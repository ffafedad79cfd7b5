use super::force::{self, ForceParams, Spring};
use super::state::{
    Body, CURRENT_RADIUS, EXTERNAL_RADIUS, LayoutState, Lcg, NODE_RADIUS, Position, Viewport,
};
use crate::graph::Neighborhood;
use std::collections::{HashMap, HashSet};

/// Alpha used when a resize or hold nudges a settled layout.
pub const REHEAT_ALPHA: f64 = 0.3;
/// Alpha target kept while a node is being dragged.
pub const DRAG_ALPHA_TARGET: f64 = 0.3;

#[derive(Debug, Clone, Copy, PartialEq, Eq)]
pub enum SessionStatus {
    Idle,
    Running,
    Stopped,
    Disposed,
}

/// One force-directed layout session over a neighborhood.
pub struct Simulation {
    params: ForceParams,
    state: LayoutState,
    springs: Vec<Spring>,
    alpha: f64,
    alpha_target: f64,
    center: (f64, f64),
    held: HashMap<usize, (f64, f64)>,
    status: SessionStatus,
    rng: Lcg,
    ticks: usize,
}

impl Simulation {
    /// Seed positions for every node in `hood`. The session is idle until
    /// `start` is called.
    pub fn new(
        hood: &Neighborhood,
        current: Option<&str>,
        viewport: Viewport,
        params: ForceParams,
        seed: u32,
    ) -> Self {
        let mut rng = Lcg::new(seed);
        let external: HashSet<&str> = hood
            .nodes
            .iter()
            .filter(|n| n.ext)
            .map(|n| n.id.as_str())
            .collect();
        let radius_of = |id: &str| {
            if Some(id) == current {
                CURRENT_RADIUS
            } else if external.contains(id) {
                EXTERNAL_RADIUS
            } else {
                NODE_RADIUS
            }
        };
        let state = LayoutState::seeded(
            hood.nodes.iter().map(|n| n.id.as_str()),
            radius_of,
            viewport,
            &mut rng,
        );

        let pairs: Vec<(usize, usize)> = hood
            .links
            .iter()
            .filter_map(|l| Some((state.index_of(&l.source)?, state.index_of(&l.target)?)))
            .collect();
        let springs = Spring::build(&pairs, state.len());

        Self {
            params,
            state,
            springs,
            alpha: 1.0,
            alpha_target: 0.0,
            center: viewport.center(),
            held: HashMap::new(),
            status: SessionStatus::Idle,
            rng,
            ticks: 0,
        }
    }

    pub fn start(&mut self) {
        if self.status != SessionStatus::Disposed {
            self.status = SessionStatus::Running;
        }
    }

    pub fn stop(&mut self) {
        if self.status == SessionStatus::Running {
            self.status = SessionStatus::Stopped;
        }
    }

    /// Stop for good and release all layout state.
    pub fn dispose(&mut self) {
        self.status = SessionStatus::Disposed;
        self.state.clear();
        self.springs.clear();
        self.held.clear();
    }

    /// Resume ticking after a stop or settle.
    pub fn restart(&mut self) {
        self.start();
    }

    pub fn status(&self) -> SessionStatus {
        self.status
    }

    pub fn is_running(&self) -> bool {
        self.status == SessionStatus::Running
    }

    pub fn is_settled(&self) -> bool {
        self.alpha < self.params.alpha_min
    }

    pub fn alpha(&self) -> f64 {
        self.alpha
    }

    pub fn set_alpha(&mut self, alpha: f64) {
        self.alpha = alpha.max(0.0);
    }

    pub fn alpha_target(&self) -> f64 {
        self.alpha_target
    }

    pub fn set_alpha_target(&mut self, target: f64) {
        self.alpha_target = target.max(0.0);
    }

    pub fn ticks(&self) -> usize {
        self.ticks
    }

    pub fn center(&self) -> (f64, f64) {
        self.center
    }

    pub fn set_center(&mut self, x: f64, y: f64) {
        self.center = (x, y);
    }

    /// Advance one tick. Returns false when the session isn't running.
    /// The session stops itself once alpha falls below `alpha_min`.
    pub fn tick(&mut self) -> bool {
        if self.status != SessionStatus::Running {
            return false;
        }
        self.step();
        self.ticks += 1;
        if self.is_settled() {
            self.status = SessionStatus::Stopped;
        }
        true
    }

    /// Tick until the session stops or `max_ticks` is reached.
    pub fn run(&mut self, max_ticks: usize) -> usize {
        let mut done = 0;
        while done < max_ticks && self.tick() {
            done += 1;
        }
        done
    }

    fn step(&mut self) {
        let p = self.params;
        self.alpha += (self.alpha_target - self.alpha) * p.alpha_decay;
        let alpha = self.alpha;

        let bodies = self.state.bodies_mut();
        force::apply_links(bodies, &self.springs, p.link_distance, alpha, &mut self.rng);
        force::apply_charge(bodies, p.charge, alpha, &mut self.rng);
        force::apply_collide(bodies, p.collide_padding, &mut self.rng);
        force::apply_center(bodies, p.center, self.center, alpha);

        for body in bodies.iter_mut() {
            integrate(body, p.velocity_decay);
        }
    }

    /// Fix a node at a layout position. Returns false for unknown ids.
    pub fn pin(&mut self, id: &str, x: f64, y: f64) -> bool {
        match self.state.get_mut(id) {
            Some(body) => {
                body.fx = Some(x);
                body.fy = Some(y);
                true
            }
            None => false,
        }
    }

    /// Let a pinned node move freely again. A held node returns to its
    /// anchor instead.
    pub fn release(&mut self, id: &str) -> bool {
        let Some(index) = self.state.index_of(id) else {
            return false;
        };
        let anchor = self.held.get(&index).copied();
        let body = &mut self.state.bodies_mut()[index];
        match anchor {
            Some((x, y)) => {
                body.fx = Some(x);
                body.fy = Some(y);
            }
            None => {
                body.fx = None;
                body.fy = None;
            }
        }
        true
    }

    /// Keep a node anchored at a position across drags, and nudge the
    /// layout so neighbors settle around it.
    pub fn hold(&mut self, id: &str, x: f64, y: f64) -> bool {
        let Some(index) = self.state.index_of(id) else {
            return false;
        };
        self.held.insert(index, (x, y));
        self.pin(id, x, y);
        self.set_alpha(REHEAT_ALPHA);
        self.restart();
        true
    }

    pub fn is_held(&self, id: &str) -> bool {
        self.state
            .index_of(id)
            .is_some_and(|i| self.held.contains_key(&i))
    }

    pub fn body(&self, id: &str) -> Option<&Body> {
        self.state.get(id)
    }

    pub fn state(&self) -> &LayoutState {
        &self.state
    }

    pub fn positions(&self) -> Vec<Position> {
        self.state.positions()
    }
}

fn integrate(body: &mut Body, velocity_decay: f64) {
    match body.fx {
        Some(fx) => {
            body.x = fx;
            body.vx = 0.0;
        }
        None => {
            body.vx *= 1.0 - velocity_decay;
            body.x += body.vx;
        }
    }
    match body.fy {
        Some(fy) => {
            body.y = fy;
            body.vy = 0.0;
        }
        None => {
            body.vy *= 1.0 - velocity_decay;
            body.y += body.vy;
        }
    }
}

## YOUR INSTRUCTIONS
All lines of the entries above where "done" turns up should be reported.

## YOUR RESPONSE
        let mut done = 0;
        while done < max_ticks && self.tick() {
            done += 1;
        done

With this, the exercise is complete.